Clickety-clack . . .
Clickety-clack . . .
That's more likely, he thought.
However . . .
Had he been trundling north to York on this train before the book-signing at the Unknown Soldier, he'd almost certainly have been fantasizing about Val. "Thou shalt not covet thy best friend's wife," the Ten Commandments warn, so that would have been more for St. Peter to add to the hellish side of his scales. Yet here he was thinking about Liz Hannah and her wayward buttons instead, so perhaps even this sinner could be redeemed.

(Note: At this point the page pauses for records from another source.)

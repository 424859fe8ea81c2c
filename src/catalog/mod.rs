//! Menu Catalog Module
//!
//! The catalog is an immutable collaborator: commands read products and
//! customization tables from it by id but never write to it.
//! - Domain models (Product, Size, Crust, Topping, Store)
//! - The built-in Checkers Pizza menu
//! - JSON loading for alternative menus

pub mod data;
pub mod models;

use std::collections::HashSet;
use std::path::Path;

use rust_decimal::Decimal;
use thiserror::Error;

pub use models::{Category, CatalogDocument, Crust, Product, Size, Store, Topping};

/// Size applied when a customizable item names none.
pub const DEFAULT_SIZE_ID: &str = "medium";
/// Crust applied when a customizable item names none.
pub const DEFAULT_CRUST_ID: &str = "hand-tossed";

#[derive(Debug, Error)]
pub enum CatalogError {
    #[error("Catalog has no size \"{0}\"")]
    MissingDefaultSize(String),
    #[error("Catalog has no default crust")]
    MissingDefaultCrust,
    #[error("Duplicate product id \"{0}\"")]
    DuplicateProduct(String),
    #[error("Product \"{0}\" has a negative base price")]
    NegativePrice(String),
    #[error("Product \"{product}\" defaults to unknown topping \"{topping}\"")]
    UnknownDefaultTopping { product: String, topping: String },
    #[error("Failed to read catalog: {0}")]
    Io(#[from] std::io::Error),
    #[error("Failed to parse catalog: {0}")]
    Parse(#[from] serde_json::Error),
}

/// Read-only product and customization lookups.
#[derive(Debug, Clone)]
pub struct Catalog {
    document: CatalogDocument,
    default_size: Size,
    default_crust: Crust,
}

impl Catalog {
    /// Builds a catalog, checking that the canonical defaults exist.
    pub fn new(document: CatalogDocument) -> Result<Self, CatalogError> {
        let toppings: HashSet<&str> = document.toppings.iter().map(|t| t.id.as_str()).collect();
        let mut seen = HashSet::new();
        for product in &document.products {
            if !seen.insert(product.id.as_str()) {
                return Err(CatalogError::DuplicateProduct(product.id.clone()));
            }
            if product.base_price < Decimal::ZERO {
                return Err(CatalogError::NegativePrice(product.id.clone()));
            }
            if let Some(topping) = product
                .default_toppings
                .iter()
                .find(|t| !toppings.contains(t.as_str()))
            {
                return Err(CatalogError::UnknownDefaultTopping {
                    product: product.id.clone(),
                    topping: topping.clone(),
                });
            }
        }

        let default_size = document
            .sizes
            .iter()
            .find(|s| s.id == DEFAULT_SIZE_ID)
            .cloned()
            .ok_or_else(|| CatalogError::MissingDefaultSize(DEFAULT_SIZE_ID.to_string()))?;

        let default_crust = document
            .crusts
            .iter()
            .find(|c| c.id == DEFAULT_CRUST_ID)
            .or_else(|| document.crusts.iter().find(|c| c.is_default))
            .cloned()
            .ok_or(CatalogError::MissingDefaultCrust)?;

        Ok(Self {
            document,
            default_size,
            default_crust,
        })
    }

    /// The built-in Checkers Pizza — Redmond menu.
    pub fn checkers() -> Result<Self, CatalogError> {
        Self::new(data::checkers_menu())
    }

    /// Loads a catalog document from a JSON file.
    pub fn from_json_file(path: &Path) -> Result<Self, CatalogError> {
        let raw = std::fs::read_to_string(path)?;
        let document: CatalogDocument = serde_json::from_str(&raw)?;
        Self::new(document)
    }

    pub fn store(&self) -> &Store {
        &self.document.store
    }

    pub fn categories(&self) -> &[Category] {
        &self.document.categories
    }

    pub fn lookup_product(&self, id: &str) -> Option<&Product> {
        self.document.products.iter().find(|p| p.id == id)
    }

    /// Products of one category, in catalog order.
    pub fn products_by_category<'a>(
        &'a self,
        category_id: &'a str,
    ) -> impl Iterator<Item = &'a Product> + 'a {
        self.document
            .products
            .iter()
            .filter(move |p| p.category == category_id)
    }

    /// Resolves a size id, falling back to the default size when absent or unknown.
    pub fn lookup_size(&self, id: Option<&str>) -> &Size {
        id.and_then(|id| self.document.sizes.iter().find(|s| s.id == id))
            .unwrap_or(&self.default_size)
    }

    /// Resolves a crust id, falling back to the default crust when absent or unknown.
    pub fn lookup_crust(&self, id: Option<&str>) -> &Crust {
        id.and_then(|id| self.document.crusts.iter().find(|c| c.id == id))
            .unwrap_or(&self.default_crust)
    }

    pub fn sizes(&self) -> &[Size] {
        &self.document.sizes
    }

    pub fn crusts(&self) -> &[Crust] {
        &self.document.crusts
    }

    pub fn list_toppings(&self) -> &[Topping] {
        &self.document.toppings
    }

    pub fn lookup_topping(&self, id: &str) -> Option<&Topping> {
        self.document.toppings.iter().find(|t| t.id == id)
    }
}

#[cfg(test)]
mod tests {
    use super::*;

    #[test]
    fn test_checkers_catalog_lookups() {
        let catalog = Catalog::checkers().unwrap();

        let pepperoni = catalog.lookup_product("pepperoni").unwrap();
        assert!(pepperoni.customizable);
        assert_eq!(pepperoni.default_toppings, vec!["pepperoni".to_string()]);
        assert!(catalog.lookup_product("calzone").is_none());

        assert_eq!(catalog.lookup_size(None).id, "medium");
        assert_eq!(catalog.lookup_size(Some("giant")).id, "medium");
        assert_eq!(catalog.lookup_size(Some("large")).id, "large");
        assert_eq!(catalog.lookup_crust(None).id, "hand-tossed");
        assert_eq!(catalog.lookup_crust(Some("thin")).id, "thin");
        assert_eq!(catalog.list_toppings().len(), 13);
    }

    #[test]
    fn test_products_by_category_keeps_order() {
        let catalog = Catalog::checkers().unwrap();
        let drinks: Vec<&str> = catalog
            .products_by_category("drinks")
            .map(|p| p.id.as_str())
            .collect();
        assert_eq!(drinks.first(), Some(&"coca-cola"));
        assert_eq!(drinks.len(), 8);
    }

    #[test]
    fn test_missing_default_crust_is_rejected() {
        let mut document = data::checkers_menu();
        document.crusts.retain(|c| c.id == "thin");
        assert!(matches!(
            Catalog::new(document),
            Err(CatalogError::MissingDefaultCrust)
        ));
    }

    #[test]
    fn test_duplicate_product_is_rejected() {
        let mut document = data::checkers_menu();
        let copy = document.products[0].clone();
        document.products.push(copy);
        assert!(matches!(
            Catalog::new(document),
            Err(CatalogError::DuplicateProduct(id)) if id == "cheese"
        ));
    }

    #[test]
    fn test_negative_base_price_is_rejected() {
        let mut document = data::checkers_menu();
        document.products[1].base_price = Decimal::new(-100, 2);
        assert!(matches!(
            Catalog::new(document),
            Err(CatalogError::NegativePrice(id)) if id == "pepperoni"
        ));
    }

    #[test]
    fn test_unknown_default_topping_is_rejected() {
        let mut document = data::checkers_menu();
        document.products[1].default_toppings.push("anchovies".into());
        assert!(matches!(
            Catalog::new(document),
            Err(CatalogError::UnknownDefaultTopping { product, topping })
                if product == "pepperoni" && topping == "anchovies"
        ));
    }

    #[test]
    fn test_catalog_document_from_json() {
        let raw = serde_json::json!({
            "store": {
                "id": "s1", "name": "Test", "address": "1 Main", "city": "X",
                "state": "WA", "zip": "00000", "phone": "555",
                "deliveryEstimate": "soon",
                "hours": {
                    "carryout": { "sunThu": "9-5", "friSat": "9-6" },
                    "delivery": { "sunThu": "9-5", "friSat": "9-6" }
                }
            },
            "categories": [{ "id": "drinks", "name": "Drinks" }],
            "products": [{
                "id": "water", "category": "drinks", "name": "Water", "basePrice": 1.99
            }],
            "sizes": [{ "id": "medium", "name": "Medium", "priceModifier": 0 }],
            "crusts": [{ "id": "thin", "name": "Thin", "priceModifier": 0, "default": true }],
            "toppings": []
        });
        let document: CatalogDocument = serde_json::from_value(raw).unwrap();
        let catalog = Catalog::new(document).unwrap();
        assert_eq!(catalog.lookup_crust(None).id, "thin");
        assert!(!catalog.lookup_product("water").unwrap().customizable);
    }
}
//! MCP Protocol Helpers
//!
//! This module contains helper functions for JSON-RPC communication
//! and tool result construction.

use serde_json::{json, Value};

use super::models::UI_EVENTS_META_KEY;
use crate::commands::CommandOutput;
use crate::error::OrderError;
use crate::ui::UiEvent;

/// Builds a JSON-RPC 2.0 success response.
///
/// # Arguments
///
/// * `id` – The request identifier that must be echoed back.
/// * `result` – The payload representing the successful outcome.
pub fn rpc_success(id: Value, result: Value) -> Value {
    json!({
        "jsonrpc": "2.0",
        "id": id,
        "result": result,
    })
}

/// Builds a JSON-RPC 2.0 error response.
///
/// # Arguments
///
/// * `id` – The request identifier (or `null` if unavailable).
/// * `code` – The JSON-RPC error code (e.g., -32601 for method not found).
/// * `message` – Human-readable description of the error.
pub fn rpc_error(id: Value, code: i32, message: impl Into<String>) -> Value {
    json!({
        "jsonrpc": "2.0",
        "id": id,
        "error": {
            "code": code,
            "message": message.into(),
        }
    })
}

fn events_meta(events: &[UiEvent]) -> Value {
    json!({ UI_EVENTS_META_KEY: events })
}

/// Tool result for a command that completed.
pub fn tool_success(output: CommandOutput, events: &[UiEvent]) -> Value {
    json!({
        "content": [{ "type": "text", "text": output.summary }],
        "structuredContent": output.structured,
        "isError": false,
        "_meta": events_meta(events),
    })
}

/// Tool result for a command the order core rejected.
pub fn tool_failure(error: &OrderError, events: &[UiEvent]) -> Value {
    json!({
        "content": [{ "type": "text", "text": format!("Error: {error}") }],
        "structuredContent": error.to_payload(),
        "isError": true,
        "_meta": events_meta(events),
    })
}
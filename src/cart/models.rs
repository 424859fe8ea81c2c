//! Cart Domain Models
//!
//! This module contains the data structures of an order in progress: its
//! line items, fulfillment type and checkout details.

use rust_decimal::Decimal;
use serde::{Deserialize, Serialize};

use super::pricing::{self, serialize_money, Customization, Totals};
use crate::catalog::Product;

// =============================================================================
// Order-level fields
// =============================================================================

#[derive(Debug, Clone, Copy, PartialEq, Eq, Serialize, Deserialize)]
#[serde(rename_all = "lowercase")]
pub enum OrderType {
    Delivery,
    Carryout,
}

impl std::fmt::Display for OrderType {
    fn fmt(&self, f: &mut std::fmt::Formatter<'_>) -> std::fmt::Result {
        match self {
            Self::Delivery => f.write_str("delivery"),
            Self::Carryout => f.write_str("carryout"),
        }
    }
}

/// Contact and hand-off details captured at checkout.
#[derive(Debug, Clone, PartialEq, Eq, Serialize)]
#[serde(rename_all = "camelCase")]
pub struct CheckoutInfo {
    pub first_name: String,
    pub last_name: String,
    pub phone: String,
    pub email: String,
    pub leave_at_door: bool,
    pub delivery_instructions: Option<String>,
}

#[derive(Debug, Clone, PartialEq, Eq, Serialize)]
#[serde(tag = "state", rename_all = "camelCase")]
pub enum OrderStatus {
    Open,
    Placed {
        #[serde(rename = "orderNumber")]
        order_number: String,
    },
}

// =============================================================================
// Cart items
// =============================================================================

/// One priced line in the cart.
///
/// Price-relevant fields are fixed at creation; only the quantity changes.
#[derive(Debug, Clone, PartialEq)]
pub struct CartItem {
    cart_id: String,
    product_id: String,
    name: String,
    quantity: u32,
    customization: Option<Customization>,
    unit_price: Decimal,
}

impl CartItem {
    pub fn new(
        cart_id: String,
        product: &Product,
        customization: Option<Customization>,
        quantity: u32,
    ) -> Self {
        let unit_price = pricing::price_with(product, customization.as_ref());
        Self {
            cart_id,
            product_id: product.id.clone(),
            name: product.name.clone(),
            quantity,
            customization,
            unit_price,
        }
    }

    pub fn cart_id(&self) -> &str {
        &self.cart_id
    }

    pub fn product_id(&self) -> &str {
        &self.product_id
    }

    pub fn name(&self) -> &str {
        &self.name
    }

    pub fn quantity(&self) -> u32 {
        self.quantity
    }

    pub fn customization(&self) -> Option<&Customization> {
        self.customization.as_ref()
    }

    pub fn unit_price(&self) -> Decimal {
        self.unit_price
    }

    pub fn line_total(&self) -> Decimal {
        self.unit_price * Decimal::from(self.quantity)
    }

    pub(crate) fn set_quantity(&mut self, quantity: u32) {
        self.quantity = quantity;
    }

    /// Options summary, e.g. `Large 14" Hand Tossed · pepperoni, mushrooms`.
    pub fn description(&self) -> Option<String> {
        self.customization.as_ref().map(|c| {
            let toppings = if c.toppings.is_empty() {
                "no toppings".to_string()
            } else {
                c.toppings.join(", ")
            };
            format!("{} {} · {}", c.size.name, c.crust.name, toppings)
        })
    }

    pub fn to_line(&self) -> CartLine {
        let customization = self.customization.as_ref();
        CartLine {
            cart_id: self.cart_id.clone(),
            product_id: self.product_id.clone(),
            name: self.name.clone(),
            description: self.description(),
            quantity: self.quantity,
            size: customization.map(|c| c.size.id.clone()),
            crust: customization.map(|c| c.crust.id.clone()),
            toppings: customization.map(|c| c.toppings.clone()),
            unit_price: self.unit_price,
            line_total: self.line_total(),
        }
    }
}

// =============================================================================
// Snapshots returned to callers
// =============================================================================

/// Machine-readable view of a cart item.
#[derive(Debug, Clone, Serialize)]
#[serde(rename_all = "camelCase")]
pub struct CartLine {
    pub cart_id: String,
    pub product_id: String,
    pub name: String,
    #[serde(skip_serializing_if = "Option::is_none")]
    pub description: Option<String>,
    pub quantity: u32,
    #[serde(skip_serializing_if = "Option::is_none")]
    pub size: Option<String>,
    #[serde(skip_serializing_if = "Option::is_none")]
    pub crust: Option<String>,
    #[serde(skip_serializing_if = "Option::is_none")]
    pub toppings: Option<Vec<String>>,
    #[serde(serialize_with = "serialize_money")]
    pub unit_price: Decimal,
    #[serde(serialize_with = "serialize_money")]
    pub line_total: Decimal,
}

/// Machine-readable view of the whole order.
#[derive(Debug, Clone, Serialize)]
#[serde(rename_all = "camelCase")]
pub struct CartSnapshot {
    pub order_type: Option<OrderType>,
    pub address: Option<String>,
    pub status: OrderStatus,
    pub items: Vec<CartLine>,
    pub totals: Totals,
}
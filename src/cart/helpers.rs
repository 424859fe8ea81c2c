//! Shopping Cart Helpers
//!
//! Identifier generation and short formatting used by the cart and its callers.

use super::models::CartItem;
use uuid::Uuid;

/// Eight lowercase hex characters, used to address a cart line.
pub fn new_cart_id() -> String {
    Uuid::new_v4().simple().to_string().chars().take(8).collect()
}

/// Eight uppercase hex characters identifying a placed order.
pub fn new_order_number() -> String {
    Uuid::new_v4()
        .simple()
        .to_string()
        .chars()
        .take(8)
        .collect::<String>()
        .to_uppercase()
}

/// Produces a human-readable one-line summary for a list of cart items.
///
/// Example output: `"2x Pepperoni, 1x Sprite®"`.
pub fn format_item_summary(items: &[CartItem]) -> String {
    items
        .iter()
        .map(|i| format!("{}x {}", i.quantity(), i.name()))
        .collect::<Vec<_>>()
        .join(", ")
}

#[cfg(test)]
mod tests {
    use super::*;

    #[test]
    fn test_identifier_shapes() {
        let cart_id = new_cart_id();
        assert_eq!(cart_id.len(), 8);
        assert!(cart_id.chars().all(|c| c.is_ascii_digit() || ('a'..='f').contains(&c)));

        let number = new_order_number();
        assert_eq!(number.len(), 8);
        assert!(number.chars().all(|c| c.is_ascii_digit() || ('A'..='F').contains(&c)));
    }
}
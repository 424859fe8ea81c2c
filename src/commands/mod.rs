//! Order Command Module
//!
//! The four commands external callers use to build and place an order:
//! - Typed command payloads and tool-call decoding
//! - The per-call session that runs them
//! - Checkout finalization behind the confirmation gate
//! - Markdown rendering of results

pub mod checkout;
pub mod models;
pub mod processor;
pub mod render;

pub use models::{Command, CommandOutput};
pub use processor::Session;
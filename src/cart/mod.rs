//! Shopping Cart Domain Module
//!
//! This module contains the order in progress and everything that prices it:
//! - Domain models (CartItem, OrderType, snapshots)
//! - The pricing engine
//! - The cart store with its add/remove/quantity operations
//! - REST handlers for cart snapshots and checkout confirmation

pub mod handlers;
pub mod helpers;
pub mod models;
pub mod pricing;
pub mod store;

// Re-export commonly used types for convenience
pub use handlers::routes;
pub use store::Order;
//! MCP Protocol Models and Constants
//!
//! This module contains all data structures and constants related to the
//! Model Context Protocol (MCP) specification.

use serde::Deserialize;
use serde_json::Value;

// =============================================================================
// MCP Constants
// =============================================================================

/// Server identifier
pub const SERVER_NAME: &str = "pizza-order-rust";
/// Protocol version for MCP
pub const PROTOCOL_VERSION: &str = "2024-11-05";
/// `_meta` key carrying the UI notifications raised by a tool call
pub const UI_EVENTS_META_KEY: &str = "pizza/uiEvents";

// =============================================================================
// MCP Protocol Models
// =============================================================================

/// Standard JSON-RPC 2.0 Request envelope
#[derive(Debug, Deserialize)]
pub struct JsonRpcRequest {
    /// Protocol version (should be "2.0")
    #[allow(dead_code)]
    pub jsonrpc: Option<String>,

    /// Method name to invoke
    pub method: String,

    /// Parameters for the method
    pub params: Option<Value>,

    /// Request identifier
    pub id: Option<Value>,
}
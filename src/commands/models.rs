//! Command Protocol Models
//!
//! Typed payloads of the four commands external callers may invoke, and the
//! decoding of a named tool call into one of them.

use serde::Deserialize;
use serde_json::{json, Value};

use crate::cart::models::OrderType;
use crate::cart::pricing::Selection;
use crate::error::ToolCallError;

// =============================================================================
// Command names
// =============================================================================

pub const BROWSE: &str = "browse";
pub const CREATE_ORDER: &str = "create-order";
pub const UPDATE_ORDER: &str = "update-order";
pub const CHECKOUT: &str = "checkout";

// =============================================================================
// Inputs
// =============================================================================

/// Returns the default quantity (1) for requested items
fn default_quantity() -> i64 {
    1
}

/// A product to put in the cart.
#[derive(Debug, Clone, Deserialize, PartialEq)]
#[serde(rename_all = "camelCase")]
pub struct ItemSpec {
    pub product_id: String,

    /// Signed so that zero and negative values reach validation.
    #[serde(default = "default_quantity")]
    pub quantity: i64,

    #[serde(default)]
    pub size: Option<String>,

    #[serde(default)]
    pub crust: Option<String>,

    /// Replaces the product's default toppings when present.
    #[serde(default)]
    pub toppings: Option<Vec<String>>,
}

impl ItemSpec {
    pub fn selection(&self) -> Selection {
        Selection {
            size: self.size.clone(),
            crust: self.crust.clone(),
            toppings: self.toppings.clone(),
        }
    }
}

#[derive(Debug, Clone, Deserialize, PartialEq)]
pub struct BrowseInput {
    /// Display name of the calling agent.
    pub name: String,
}

#[derive(Debug, Clone, Deserialize, PartialEq)]
#[serde(rename_all = "camelCase")]
pub struct CreateOrderInput {
    pub order_type: OrderType,
    #[serde(default)]
    pub address: Option<String>,
    #[serde(default)]
    pub items: Vec<ItemSpec>,
}

#[derive(Debug, Clone, Deserialize, PartialEq)]
#[serde(rename_all = "camelCase")]
pub struct QuantityChange {
    pub cart_id: String,
    pub quantity: i64,
}

#[derive(Debug, Clone, Default, Deserialize, PartialEq)]
#[serde(rename_all = "camelCase")]
pub struct UpdateOrderInput {
    #[serde(default)]
    pub add: Vec<ItemSpec>,
    #[serde(default)]
    pub remove: Vec<String>,
    #[serde(default)]
    pub change_quantity: Vec<QuantityChange>,
}

/// Contact fields default to empty so that missing values surface as
/// validation errors naming the field.
#[derive(Debug, Clone, Default, Deserialize, PartialEq)]
#[serde(rename_all = "camelCase")]
pub struct CheckoutInput {
    #[serde(default)]
    pub first_name: String,
    #[serde(default)]
    pub last_name: String,
    #[serde(default)]
    pub phone: String,
    #[serde(default)]
    pub email: String,
    #[serde(default)]
    pub leave_at_door: bool,
    #[serde(default)]
    pub delivery_instructions: Option<String>,
}

// =============================================================================
// Command
// =============================================================================

#[derive(Debug, Clone, PartialEq)]
pub enum Command {
    Browse(BrowseInput),
    CreateOrder(CreateOrderInput),
    UpdateOrder(UpdateOrderInput),
    Checkout(CheckoutInput),
}

impl Command {
    /// Decodes a named tool call into a typed command.
    pub fn from_tool_call(name: &str, args: Value) -> Result<Self, ToolCallError> {
        let args = if args.is_null() { json!({}) } else { args };

        let command = match name {
            BROWSE => Self::Browse(serde_json::from_value(args)?),
            CREATE_ORDER => Self::CreateOrder(serde_json::from_value(args)?),
            UPDATE_ORDER => Self::UpdateOrder(serde_json::from_value(args)?),
            CHECKOUT => Self::Checkout(serde_json::from_value(args)?),
            _ => return Err(ToolCallError::UnknownTool(name.to_string())),
        };
        Ok(command)
    }

    pub fn name(&self) -> &'static str {
        match self {
            Self::Browse(_) => BROWSE,
            Self::CreateOrder(_) => CREATE_ORDER,
            Self::UpdateOrder(_) => UPDATE_ORDER,
            Self::Checkout(_) => CHECKOUT,
        }
    }
}

/// Result of a successful command.
#[derive(Debug, Clone, PartialEq)]
pub struct CommandOutput {
    /// Markdown summary for humans and language models.
    pub summary: String,
    /// Machine-readable payload.
    pub structured: Value,
}
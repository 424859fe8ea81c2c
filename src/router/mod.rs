//! Routing module for the pizza order server

use crate::state::SharedState;
use axum::{body::Body, extract::Request, middleware::Next, Router};
use tower_http::cors::{Any, CorsLayer};

/// Creates and configures the application router with all routes and middleware
pub fn create_app_router(state: SharedState) -> Router {
    // Middleware: Log requests
    let log_layer = axum::middleware::from_fn(|req: Request<Body>, next: Next| async move {
        let method = req.method().clone();
        let uri = req.uri().clone();
        tracing::debug!(%method, %uri, "request");
        let res = next.run(req).await;
        if !res.status().is_success() {
            tracing::warn!(%method, %uri, status = %res.status(), "request failed");
        }
        res
    });

    // Middleware: CORS (Permissive for local widget dev)
    let cors_layer = CorsLayer::new()
        .allow_origin(Any)
        .allow_methods(Any)
        .allow_headers(Any);

    // Routes
    Router::new()
        .merge(crate::mcp::routes())
        .merge(crate::cart::routes())
        .layer(log_layer)
        .layer(cors_layer)
        .with_state(state)
}
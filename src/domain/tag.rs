use crate::error::{BumpError, Result};
use regex::Regex;

/// Tag pattern used when none is configured
pub const DEFAULT_TAG_PATTERN: &str = "v{version}";

/// Tag naming pattern (e.g., "v{version}", "release-{version}")
#[derive(Debug, Clone)]
pub struct TagPattern {
    pattern: String,
    matcher: Regex,
}

impl TagPattern {
    /// Create a tag pattern; it must contain exactly one `{version}` placeholder
    pub fn new(pattern: impl Into<String>) -> Result<Self> {
        let pattern = pattern.into();
        if pattern.matches("{version}").count() != 1 {
            return Err(BumpError::config(format!(
                "Tag pattern '{}' must contain exactly one {{version}} placeholder",
                pattern
            )));
        }

        let escaped = regex::escape(&pattern);
        let regex_pattern = escaped.replace(r"\{version\}", r"(\d+\.\d+\.\d+)");
        let matcher = Regex::new(&format!("^{}$", regex_pattern))
            .map_err(|e| BumpError::config(format!("Invalid tag pattern '{}': {}", pattern, e)))?;

        Ok(TagPattern { pattern, matcher })
    }

    /// The raw pattern text
    pub fn as_str(&self) -> &str {
        &self.pattern
    }

    /// Format a version according to pattern
    /// Example: pattern="v{version}", version="1.2.3" -> "v1.2.3"
    pub fn format(&self, version: &str) -> String {
        self.pattern.replace("{version}", version)
    }

    /// Extract the version part of a tag produced by this pattern
    pub fn version_of<'t>(&self, tag: &'t str) -> Option<&'t str> {
        self.matcher
            .captures(tag)
            .and_then(|c| c.get(1))
            .map(|m| m.as_str())
    }
}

Unless, of course, his naughty thoughts were another sin.
A poor hand of poker.
He should have held out for her bra.
Wyatt didn't have the time to make this trip. He was in Britain to sell his books and flog his documentaries. Still, if there was a chance that Mick Balsdon held the key to solving the Judas puzzle, then Wyatt couldn't afford not to make this trip. But what had really convinced him was the thought of Liz's grandmother dying without knowing the fate of her husband. Wyatt's life was ruled by his need to learn what had happened to his parents, so he knew that walking away from the possibility of giving her mental peace was a sin that would haunt him for the rest of his life—and drop the hellish side of St. Peter's scales down with a thunk.
Clickety-clack . . .
Clickety-clack . . .
The train pulled into the station.
How could a historian not love York? Halfway up the British Isles between London and Edinburgh, this city was founded in 71 A.D. as Eboracum—"place of yew trees"—during the conquest of the north by Rome's Ninth Legion. Beside York Minster, where his troops proclaimed him emperor, stands a huge statue of Constantine the Great, Rome's first Christian leader. Then came the Vikings, in 866, and almost a century of the Kingdom of Jorvik. And no sooner had Eric Bloodaxe been expelled than the Norman Conquest came charging up. The Middle Ages brought reconstruction of York's walls, including Micklegate Bar, beside the train station. Traditionally, monarchs entered the city by way of that towering gate, and since 1389, they had touched the state sword on coming in. High up on its outer wall were hooks where the heads of traitors were left to rot.